**** SOURCE DATA

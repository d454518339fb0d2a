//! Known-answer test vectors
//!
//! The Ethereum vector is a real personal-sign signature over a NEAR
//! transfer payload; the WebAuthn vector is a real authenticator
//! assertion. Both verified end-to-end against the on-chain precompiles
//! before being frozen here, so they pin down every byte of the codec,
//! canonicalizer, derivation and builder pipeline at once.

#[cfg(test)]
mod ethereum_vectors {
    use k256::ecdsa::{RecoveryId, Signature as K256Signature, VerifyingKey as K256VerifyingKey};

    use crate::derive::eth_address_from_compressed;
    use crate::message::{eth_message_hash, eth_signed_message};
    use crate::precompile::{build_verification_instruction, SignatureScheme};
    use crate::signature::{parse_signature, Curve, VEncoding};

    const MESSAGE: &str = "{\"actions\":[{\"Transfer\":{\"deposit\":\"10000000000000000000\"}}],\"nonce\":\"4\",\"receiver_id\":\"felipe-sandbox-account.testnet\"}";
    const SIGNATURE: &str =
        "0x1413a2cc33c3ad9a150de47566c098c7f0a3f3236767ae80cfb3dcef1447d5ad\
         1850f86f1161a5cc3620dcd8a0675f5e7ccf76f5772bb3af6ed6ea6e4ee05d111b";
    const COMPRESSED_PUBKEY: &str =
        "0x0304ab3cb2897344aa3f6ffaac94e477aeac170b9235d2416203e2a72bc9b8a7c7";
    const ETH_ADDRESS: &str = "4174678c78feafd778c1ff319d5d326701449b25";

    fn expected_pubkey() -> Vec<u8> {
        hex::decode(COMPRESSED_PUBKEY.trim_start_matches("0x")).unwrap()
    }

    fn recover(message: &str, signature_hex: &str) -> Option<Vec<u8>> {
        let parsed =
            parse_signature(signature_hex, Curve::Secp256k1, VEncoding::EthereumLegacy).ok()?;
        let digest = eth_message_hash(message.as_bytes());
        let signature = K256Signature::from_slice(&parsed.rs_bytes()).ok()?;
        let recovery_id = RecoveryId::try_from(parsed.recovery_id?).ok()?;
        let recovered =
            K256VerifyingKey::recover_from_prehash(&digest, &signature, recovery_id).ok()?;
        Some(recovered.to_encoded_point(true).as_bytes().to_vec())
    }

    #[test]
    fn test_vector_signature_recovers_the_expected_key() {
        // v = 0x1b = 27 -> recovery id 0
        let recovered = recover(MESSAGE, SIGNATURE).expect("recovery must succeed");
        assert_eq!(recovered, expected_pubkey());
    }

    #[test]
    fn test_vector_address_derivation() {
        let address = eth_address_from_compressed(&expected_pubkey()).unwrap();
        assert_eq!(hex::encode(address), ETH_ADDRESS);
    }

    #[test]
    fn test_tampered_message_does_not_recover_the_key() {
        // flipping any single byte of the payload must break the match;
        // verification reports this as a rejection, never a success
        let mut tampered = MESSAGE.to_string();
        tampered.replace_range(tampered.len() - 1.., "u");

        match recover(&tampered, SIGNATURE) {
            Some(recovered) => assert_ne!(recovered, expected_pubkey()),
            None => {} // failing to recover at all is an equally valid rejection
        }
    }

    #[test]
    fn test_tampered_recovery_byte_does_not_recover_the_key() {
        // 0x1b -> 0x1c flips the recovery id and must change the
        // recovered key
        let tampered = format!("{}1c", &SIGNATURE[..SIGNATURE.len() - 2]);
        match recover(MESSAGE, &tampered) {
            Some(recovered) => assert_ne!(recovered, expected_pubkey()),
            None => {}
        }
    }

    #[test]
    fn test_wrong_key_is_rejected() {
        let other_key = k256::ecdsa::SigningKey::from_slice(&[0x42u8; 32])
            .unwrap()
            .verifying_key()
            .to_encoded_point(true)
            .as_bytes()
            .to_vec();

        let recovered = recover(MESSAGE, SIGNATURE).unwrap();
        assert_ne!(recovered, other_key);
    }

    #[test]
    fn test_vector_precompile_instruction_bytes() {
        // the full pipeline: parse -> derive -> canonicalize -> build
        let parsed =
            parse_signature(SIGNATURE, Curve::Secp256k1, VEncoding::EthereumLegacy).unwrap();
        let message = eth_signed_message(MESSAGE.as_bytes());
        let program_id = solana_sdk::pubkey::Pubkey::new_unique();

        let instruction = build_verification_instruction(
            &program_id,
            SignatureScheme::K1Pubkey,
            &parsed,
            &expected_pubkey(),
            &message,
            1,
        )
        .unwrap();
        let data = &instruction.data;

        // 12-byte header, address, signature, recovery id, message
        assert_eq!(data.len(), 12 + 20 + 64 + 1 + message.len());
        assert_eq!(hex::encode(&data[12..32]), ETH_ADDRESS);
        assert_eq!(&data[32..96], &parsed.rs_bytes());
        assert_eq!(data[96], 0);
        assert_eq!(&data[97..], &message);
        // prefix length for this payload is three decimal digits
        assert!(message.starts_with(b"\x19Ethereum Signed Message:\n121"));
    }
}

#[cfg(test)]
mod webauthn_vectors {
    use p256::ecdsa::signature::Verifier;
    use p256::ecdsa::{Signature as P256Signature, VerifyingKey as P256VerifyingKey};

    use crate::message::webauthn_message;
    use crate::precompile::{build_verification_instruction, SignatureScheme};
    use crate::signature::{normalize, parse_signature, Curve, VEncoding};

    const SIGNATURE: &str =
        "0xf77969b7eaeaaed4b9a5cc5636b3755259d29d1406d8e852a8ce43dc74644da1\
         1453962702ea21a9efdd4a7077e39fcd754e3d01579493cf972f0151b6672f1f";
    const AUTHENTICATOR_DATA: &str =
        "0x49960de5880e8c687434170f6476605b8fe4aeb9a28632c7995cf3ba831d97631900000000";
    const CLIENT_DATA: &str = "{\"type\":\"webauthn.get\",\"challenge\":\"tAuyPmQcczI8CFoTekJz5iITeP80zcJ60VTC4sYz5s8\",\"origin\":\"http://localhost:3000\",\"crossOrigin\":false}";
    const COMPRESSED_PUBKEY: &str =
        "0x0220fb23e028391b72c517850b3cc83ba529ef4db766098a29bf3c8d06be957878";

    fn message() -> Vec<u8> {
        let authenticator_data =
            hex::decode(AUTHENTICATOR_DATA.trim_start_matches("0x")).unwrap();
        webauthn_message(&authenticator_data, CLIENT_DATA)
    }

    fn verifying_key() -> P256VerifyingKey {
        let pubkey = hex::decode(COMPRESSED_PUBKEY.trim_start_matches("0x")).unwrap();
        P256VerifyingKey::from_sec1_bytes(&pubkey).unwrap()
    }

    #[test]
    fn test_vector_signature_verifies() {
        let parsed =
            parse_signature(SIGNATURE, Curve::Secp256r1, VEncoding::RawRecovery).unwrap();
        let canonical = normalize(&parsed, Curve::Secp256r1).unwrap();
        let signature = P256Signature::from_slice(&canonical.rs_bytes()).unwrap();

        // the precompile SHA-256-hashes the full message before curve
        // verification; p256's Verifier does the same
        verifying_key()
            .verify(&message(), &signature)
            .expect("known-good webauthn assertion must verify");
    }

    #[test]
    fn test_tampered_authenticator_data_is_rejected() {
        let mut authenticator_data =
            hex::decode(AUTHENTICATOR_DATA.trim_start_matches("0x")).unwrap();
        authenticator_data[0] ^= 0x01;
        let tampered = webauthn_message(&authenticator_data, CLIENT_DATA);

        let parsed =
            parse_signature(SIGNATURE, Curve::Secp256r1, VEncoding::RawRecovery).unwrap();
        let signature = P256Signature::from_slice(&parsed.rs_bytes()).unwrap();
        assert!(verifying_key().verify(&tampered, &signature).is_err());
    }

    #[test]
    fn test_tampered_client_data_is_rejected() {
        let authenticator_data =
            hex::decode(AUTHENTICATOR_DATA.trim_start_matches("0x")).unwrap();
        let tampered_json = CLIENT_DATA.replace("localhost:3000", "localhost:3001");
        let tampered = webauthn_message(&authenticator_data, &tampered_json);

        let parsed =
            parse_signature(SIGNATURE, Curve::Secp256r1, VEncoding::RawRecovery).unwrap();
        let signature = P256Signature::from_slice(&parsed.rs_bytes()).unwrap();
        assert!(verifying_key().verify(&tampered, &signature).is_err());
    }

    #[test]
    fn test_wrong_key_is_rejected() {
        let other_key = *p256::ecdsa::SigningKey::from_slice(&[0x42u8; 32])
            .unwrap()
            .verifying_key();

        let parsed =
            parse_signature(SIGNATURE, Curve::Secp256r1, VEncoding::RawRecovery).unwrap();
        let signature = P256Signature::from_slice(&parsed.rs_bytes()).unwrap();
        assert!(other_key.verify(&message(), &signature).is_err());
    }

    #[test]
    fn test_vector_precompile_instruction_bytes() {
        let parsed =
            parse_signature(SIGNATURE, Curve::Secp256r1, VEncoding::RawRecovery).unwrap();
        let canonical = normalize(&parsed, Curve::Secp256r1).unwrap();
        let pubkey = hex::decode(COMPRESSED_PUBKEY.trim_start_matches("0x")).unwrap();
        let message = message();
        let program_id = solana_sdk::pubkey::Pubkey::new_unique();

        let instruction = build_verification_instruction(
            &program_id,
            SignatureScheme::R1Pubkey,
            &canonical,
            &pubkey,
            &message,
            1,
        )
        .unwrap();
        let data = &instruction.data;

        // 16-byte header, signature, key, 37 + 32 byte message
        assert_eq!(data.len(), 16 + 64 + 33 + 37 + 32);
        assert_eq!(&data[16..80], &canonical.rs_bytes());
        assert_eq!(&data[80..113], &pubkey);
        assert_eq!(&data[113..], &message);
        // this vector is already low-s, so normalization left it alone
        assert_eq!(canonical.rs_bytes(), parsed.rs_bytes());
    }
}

********

• YOUR ASSIGNMENT:
Exactly the lines from the one with "assert_eq!(&data[80..113], &pubkey);" through the end of the entries, both included, should be written out, and no others.

• RESPONSE TO THE EXERCISE:
        assert_eq!(&data[80..113], &pubkey);
        assert_eq!(&data[113..], &message);
        // this vector is already low-s, so normalization left it alone
        assert_eq!(canonical.rs_bytes(), parsed.rs_bytes());
    }
}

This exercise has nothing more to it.